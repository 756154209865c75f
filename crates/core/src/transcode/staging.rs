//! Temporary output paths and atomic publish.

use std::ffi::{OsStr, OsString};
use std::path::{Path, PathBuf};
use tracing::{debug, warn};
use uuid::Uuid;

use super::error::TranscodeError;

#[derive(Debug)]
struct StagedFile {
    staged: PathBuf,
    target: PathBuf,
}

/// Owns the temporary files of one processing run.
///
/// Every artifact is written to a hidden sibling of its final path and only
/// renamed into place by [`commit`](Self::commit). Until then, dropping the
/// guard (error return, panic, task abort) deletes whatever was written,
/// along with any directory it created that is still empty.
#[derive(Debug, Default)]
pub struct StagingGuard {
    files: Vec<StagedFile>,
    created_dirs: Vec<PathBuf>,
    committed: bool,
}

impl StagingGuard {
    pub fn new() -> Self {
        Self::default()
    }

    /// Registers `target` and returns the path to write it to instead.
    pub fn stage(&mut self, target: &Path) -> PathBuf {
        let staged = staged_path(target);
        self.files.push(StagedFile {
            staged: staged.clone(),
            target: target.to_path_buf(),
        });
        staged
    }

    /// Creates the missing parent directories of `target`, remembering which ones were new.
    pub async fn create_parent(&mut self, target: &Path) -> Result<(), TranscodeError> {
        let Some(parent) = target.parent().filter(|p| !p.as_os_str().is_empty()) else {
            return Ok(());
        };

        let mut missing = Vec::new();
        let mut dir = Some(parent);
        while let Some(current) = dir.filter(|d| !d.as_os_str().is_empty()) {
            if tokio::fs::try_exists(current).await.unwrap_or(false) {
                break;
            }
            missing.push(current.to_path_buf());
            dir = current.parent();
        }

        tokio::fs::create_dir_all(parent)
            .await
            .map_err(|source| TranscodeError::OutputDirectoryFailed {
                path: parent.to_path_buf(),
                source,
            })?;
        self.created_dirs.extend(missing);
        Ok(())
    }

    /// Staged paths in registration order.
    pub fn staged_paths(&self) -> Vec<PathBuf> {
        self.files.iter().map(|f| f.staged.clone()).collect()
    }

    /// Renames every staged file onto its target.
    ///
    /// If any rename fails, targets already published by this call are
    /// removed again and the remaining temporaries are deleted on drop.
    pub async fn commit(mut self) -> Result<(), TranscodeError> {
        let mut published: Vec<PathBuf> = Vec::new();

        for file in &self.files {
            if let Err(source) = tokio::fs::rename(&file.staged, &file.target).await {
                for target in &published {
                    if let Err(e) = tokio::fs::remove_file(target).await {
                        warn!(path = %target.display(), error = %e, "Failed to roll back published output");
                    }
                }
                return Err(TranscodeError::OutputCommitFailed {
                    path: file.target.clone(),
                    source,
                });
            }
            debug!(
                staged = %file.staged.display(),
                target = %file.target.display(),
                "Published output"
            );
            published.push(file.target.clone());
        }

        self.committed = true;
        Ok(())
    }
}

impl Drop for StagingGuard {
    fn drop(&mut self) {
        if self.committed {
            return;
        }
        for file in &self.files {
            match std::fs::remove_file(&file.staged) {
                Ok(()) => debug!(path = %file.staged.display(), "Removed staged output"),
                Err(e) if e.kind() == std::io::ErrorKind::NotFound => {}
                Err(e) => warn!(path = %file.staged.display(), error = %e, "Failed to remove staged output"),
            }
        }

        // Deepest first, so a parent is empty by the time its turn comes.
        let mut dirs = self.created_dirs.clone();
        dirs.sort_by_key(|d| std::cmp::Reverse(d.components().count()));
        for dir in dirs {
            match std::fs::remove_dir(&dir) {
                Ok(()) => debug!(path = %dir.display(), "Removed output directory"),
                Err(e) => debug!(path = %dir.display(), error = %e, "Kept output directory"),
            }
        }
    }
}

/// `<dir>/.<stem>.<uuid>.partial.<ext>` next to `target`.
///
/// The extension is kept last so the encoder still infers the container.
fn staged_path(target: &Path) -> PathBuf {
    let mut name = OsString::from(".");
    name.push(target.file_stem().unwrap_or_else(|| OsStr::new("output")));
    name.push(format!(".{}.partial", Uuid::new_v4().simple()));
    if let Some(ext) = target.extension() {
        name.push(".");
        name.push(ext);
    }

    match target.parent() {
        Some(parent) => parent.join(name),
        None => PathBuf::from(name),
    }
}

###

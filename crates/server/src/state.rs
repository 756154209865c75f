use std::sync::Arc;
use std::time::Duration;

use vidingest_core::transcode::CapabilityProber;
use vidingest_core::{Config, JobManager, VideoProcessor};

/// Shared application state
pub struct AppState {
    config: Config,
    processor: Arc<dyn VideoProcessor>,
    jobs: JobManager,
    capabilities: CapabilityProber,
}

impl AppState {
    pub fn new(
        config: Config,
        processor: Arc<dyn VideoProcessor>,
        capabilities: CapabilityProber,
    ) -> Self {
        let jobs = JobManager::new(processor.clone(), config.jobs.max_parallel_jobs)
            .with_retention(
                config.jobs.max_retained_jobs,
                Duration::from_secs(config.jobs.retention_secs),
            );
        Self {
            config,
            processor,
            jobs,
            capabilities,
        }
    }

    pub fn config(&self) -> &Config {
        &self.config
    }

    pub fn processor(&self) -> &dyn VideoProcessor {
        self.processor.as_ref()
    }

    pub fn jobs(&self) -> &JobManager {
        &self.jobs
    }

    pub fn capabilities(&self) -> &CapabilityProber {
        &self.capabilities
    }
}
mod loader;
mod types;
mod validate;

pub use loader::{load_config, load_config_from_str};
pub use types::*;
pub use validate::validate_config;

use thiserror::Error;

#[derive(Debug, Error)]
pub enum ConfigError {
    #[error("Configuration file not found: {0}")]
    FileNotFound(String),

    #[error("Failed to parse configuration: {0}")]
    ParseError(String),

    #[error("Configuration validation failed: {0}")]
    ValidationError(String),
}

###

- Exercise description
Lines containing "loader" in the listing: how many are there? Answer with the number only.

- Written response
2